Supplied material:

Start of Block

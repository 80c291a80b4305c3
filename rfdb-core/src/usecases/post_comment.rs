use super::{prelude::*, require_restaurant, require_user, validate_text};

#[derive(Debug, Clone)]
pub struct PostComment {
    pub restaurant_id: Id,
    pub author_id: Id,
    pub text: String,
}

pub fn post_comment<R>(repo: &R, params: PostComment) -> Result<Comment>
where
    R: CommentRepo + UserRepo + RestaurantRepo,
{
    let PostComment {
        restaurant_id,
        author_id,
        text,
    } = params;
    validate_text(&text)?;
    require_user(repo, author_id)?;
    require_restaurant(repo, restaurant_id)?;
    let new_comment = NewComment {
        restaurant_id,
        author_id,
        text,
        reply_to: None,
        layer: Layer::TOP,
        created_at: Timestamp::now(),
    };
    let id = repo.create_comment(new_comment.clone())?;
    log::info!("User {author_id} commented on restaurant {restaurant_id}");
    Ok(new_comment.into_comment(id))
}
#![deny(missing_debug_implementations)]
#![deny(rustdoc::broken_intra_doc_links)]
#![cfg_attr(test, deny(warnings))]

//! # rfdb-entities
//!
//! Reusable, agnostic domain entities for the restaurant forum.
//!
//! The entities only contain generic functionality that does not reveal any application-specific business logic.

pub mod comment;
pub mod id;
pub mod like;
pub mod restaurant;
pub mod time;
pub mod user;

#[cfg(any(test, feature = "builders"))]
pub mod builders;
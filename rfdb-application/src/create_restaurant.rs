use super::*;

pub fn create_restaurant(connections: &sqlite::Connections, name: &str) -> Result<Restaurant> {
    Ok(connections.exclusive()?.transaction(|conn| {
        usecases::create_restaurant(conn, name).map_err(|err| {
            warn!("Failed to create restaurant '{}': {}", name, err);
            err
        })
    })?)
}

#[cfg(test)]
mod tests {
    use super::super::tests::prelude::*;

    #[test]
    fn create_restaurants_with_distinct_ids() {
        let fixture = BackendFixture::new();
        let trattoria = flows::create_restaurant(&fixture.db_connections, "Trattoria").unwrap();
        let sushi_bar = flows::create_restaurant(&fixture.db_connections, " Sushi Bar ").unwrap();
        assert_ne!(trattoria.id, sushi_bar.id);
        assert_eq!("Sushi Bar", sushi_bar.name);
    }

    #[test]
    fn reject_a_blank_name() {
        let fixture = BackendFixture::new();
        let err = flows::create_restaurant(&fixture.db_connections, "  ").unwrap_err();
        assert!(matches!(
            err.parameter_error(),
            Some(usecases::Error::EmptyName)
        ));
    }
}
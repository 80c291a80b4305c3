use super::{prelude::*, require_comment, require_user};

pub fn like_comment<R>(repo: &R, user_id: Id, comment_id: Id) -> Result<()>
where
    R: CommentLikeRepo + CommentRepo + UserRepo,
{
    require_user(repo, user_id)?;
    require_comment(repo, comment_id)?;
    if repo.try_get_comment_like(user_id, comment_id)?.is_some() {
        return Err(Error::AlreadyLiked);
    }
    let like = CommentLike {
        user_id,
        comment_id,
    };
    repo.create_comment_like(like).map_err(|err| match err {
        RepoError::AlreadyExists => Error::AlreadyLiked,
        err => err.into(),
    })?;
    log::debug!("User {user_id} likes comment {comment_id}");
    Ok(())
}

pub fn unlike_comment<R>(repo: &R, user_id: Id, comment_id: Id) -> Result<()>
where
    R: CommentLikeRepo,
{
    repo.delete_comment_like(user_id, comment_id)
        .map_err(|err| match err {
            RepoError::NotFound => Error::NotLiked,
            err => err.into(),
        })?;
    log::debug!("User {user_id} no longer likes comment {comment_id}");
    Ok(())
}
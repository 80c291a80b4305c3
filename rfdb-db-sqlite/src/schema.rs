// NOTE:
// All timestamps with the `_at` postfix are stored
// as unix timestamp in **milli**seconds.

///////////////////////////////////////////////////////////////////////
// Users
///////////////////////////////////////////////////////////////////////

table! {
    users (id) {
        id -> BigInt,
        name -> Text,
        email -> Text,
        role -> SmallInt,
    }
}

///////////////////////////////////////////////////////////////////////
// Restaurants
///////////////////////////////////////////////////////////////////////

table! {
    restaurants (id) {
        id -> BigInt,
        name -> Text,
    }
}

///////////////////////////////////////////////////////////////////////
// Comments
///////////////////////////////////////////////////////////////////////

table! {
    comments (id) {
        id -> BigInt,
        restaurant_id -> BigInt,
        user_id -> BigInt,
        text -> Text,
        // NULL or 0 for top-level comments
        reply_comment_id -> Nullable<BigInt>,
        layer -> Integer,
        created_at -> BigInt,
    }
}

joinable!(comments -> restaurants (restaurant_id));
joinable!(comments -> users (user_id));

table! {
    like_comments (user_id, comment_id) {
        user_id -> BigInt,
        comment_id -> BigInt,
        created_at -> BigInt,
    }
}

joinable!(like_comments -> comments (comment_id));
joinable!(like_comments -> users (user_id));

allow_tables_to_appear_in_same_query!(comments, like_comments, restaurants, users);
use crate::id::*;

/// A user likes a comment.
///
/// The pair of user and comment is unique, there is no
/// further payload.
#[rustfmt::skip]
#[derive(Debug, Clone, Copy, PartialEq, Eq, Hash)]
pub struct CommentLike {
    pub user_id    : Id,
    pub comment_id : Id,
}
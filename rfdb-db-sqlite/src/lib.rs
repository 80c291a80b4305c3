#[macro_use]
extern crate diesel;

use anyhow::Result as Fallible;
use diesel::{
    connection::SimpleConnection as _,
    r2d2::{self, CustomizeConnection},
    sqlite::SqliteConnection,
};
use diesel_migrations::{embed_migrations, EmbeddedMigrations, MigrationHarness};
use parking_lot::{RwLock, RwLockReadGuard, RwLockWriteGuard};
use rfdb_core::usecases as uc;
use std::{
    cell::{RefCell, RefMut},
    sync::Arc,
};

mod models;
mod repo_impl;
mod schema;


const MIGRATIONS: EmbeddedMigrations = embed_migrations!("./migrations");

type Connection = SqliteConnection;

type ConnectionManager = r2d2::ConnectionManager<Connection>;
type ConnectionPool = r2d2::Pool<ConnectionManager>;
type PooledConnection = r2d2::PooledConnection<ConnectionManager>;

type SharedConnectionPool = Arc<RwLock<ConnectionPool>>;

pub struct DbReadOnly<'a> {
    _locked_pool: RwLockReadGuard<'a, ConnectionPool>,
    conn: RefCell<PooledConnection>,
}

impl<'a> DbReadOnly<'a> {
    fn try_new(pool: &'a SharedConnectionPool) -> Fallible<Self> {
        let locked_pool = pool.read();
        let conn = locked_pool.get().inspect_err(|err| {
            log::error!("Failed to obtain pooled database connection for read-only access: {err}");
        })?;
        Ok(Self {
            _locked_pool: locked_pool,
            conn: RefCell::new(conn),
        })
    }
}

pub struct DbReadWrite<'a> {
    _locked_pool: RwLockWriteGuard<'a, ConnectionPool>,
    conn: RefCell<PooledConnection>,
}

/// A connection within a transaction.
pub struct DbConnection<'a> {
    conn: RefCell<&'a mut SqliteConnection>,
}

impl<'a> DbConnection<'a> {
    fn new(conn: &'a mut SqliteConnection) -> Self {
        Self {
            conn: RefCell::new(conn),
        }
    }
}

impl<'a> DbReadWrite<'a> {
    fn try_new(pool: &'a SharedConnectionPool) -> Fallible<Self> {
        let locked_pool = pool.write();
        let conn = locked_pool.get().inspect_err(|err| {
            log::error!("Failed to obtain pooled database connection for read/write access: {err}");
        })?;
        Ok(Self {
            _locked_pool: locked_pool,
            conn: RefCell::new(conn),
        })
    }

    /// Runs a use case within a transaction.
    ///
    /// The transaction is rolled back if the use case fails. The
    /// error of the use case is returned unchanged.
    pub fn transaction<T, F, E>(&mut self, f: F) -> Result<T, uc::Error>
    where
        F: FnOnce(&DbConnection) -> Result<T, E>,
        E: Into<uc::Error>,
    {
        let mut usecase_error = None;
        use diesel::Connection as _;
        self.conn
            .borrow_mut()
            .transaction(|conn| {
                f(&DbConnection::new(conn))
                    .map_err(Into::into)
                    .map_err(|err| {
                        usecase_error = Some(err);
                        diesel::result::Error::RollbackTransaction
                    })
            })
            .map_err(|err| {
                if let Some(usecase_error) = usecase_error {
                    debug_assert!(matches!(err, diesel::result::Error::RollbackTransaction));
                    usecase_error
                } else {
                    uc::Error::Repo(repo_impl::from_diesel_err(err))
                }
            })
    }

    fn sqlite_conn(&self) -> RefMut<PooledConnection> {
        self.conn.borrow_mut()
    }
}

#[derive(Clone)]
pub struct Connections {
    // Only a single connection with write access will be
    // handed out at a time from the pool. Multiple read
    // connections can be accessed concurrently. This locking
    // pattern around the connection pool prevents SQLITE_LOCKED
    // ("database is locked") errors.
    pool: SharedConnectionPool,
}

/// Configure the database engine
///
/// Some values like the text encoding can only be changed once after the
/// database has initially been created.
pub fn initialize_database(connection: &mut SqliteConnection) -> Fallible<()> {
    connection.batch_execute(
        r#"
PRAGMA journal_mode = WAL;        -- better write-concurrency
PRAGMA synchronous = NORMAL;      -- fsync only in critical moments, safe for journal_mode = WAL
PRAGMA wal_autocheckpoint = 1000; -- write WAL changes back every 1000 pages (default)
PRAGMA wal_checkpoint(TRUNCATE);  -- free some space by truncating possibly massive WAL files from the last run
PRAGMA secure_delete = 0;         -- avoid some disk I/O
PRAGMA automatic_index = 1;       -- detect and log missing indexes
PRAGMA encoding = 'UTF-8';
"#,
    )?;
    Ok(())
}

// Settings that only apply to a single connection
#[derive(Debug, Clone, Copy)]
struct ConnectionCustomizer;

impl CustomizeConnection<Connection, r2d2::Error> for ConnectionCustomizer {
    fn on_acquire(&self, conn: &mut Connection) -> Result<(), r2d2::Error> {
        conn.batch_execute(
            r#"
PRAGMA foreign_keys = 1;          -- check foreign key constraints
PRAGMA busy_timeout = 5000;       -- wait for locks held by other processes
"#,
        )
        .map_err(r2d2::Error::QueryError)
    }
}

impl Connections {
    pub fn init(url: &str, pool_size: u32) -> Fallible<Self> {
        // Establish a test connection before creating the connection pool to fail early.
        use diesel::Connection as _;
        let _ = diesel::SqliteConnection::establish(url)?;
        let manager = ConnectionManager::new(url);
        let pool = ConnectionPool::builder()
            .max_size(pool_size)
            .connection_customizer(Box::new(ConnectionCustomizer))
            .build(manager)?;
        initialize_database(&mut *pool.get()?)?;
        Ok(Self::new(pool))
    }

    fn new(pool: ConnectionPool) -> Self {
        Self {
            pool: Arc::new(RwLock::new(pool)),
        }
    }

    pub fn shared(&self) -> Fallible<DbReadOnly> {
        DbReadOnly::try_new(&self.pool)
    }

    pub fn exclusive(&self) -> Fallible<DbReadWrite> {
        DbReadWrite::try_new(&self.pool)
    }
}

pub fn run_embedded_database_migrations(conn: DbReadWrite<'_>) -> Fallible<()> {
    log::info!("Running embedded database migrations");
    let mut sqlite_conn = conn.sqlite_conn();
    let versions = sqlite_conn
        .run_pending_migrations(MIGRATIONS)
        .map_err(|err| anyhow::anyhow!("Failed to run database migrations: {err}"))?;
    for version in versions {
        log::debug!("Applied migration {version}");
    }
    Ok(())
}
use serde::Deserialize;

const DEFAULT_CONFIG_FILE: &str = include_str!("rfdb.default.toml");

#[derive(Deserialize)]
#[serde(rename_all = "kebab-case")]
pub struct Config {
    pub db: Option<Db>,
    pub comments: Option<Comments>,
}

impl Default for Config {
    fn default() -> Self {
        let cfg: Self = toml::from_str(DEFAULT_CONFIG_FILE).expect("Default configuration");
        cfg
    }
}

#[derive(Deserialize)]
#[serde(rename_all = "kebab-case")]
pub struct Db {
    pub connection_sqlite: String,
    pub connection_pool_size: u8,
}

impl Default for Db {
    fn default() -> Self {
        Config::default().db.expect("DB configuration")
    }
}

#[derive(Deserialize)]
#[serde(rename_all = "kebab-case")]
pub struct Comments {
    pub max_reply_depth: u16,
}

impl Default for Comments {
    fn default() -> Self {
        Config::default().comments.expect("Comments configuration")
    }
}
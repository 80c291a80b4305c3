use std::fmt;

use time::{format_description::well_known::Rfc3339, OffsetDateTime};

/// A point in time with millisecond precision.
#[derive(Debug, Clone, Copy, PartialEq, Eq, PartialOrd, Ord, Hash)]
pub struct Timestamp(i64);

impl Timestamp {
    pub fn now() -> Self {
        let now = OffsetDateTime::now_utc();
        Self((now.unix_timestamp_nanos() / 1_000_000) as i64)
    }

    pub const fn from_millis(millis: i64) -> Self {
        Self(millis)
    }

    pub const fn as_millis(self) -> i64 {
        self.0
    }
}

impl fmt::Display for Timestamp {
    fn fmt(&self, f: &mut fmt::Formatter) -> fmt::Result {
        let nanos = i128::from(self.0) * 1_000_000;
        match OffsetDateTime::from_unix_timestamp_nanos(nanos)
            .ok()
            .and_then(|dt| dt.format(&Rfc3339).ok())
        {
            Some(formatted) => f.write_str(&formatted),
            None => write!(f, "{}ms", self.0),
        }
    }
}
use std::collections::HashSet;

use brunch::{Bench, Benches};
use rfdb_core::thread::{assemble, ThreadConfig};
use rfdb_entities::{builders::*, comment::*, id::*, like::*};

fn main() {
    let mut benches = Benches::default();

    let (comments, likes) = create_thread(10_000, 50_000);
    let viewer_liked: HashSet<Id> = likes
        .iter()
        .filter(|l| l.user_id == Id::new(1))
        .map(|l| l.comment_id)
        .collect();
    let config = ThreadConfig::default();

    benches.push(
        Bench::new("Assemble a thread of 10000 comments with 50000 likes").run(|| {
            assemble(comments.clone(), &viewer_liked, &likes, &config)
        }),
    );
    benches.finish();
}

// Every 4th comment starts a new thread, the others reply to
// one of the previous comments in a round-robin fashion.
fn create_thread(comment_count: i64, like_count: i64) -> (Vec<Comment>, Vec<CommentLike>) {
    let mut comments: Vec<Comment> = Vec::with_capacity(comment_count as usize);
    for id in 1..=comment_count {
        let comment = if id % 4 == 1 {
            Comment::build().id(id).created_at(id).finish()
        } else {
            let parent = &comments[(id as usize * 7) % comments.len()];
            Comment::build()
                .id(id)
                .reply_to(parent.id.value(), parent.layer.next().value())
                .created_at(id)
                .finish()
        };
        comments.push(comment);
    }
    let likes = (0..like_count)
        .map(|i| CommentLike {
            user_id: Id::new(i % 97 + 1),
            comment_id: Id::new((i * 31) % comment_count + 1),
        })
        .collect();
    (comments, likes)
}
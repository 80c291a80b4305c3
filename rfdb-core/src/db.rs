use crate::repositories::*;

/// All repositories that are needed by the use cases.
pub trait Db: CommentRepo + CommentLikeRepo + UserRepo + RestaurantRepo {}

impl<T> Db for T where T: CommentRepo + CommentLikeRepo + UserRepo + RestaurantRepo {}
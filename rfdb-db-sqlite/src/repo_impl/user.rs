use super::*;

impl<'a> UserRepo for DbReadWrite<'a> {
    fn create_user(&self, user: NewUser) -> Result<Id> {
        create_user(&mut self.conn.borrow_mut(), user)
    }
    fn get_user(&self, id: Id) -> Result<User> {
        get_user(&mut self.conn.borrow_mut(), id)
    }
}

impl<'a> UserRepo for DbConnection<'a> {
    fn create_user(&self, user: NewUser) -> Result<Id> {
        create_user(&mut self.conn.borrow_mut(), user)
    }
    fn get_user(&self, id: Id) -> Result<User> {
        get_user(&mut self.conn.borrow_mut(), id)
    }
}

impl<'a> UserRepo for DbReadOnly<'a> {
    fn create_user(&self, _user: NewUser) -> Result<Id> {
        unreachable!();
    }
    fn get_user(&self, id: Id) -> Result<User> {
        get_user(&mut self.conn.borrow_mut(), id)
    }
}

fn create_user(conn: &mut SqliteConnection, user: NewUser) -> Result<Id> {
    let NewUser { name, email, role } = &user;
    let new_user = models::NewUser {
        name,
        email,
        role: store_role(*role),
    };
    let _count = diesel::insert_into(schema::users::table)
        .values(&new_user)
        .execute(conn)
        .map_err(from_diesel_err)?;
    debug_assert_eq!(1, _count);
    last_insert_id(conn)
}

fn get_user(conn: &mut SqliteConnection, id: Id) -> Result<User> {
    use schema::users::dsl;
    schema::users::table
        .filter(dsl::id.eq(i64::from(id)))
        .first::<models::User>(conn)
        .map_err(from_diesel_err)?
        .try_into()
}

End of Block

Task directions:
Read the lines above. Gather those in which the string "Option" is found.

Reply:
    pub db: Option<Db>,
    pub comments: Option<Comments>,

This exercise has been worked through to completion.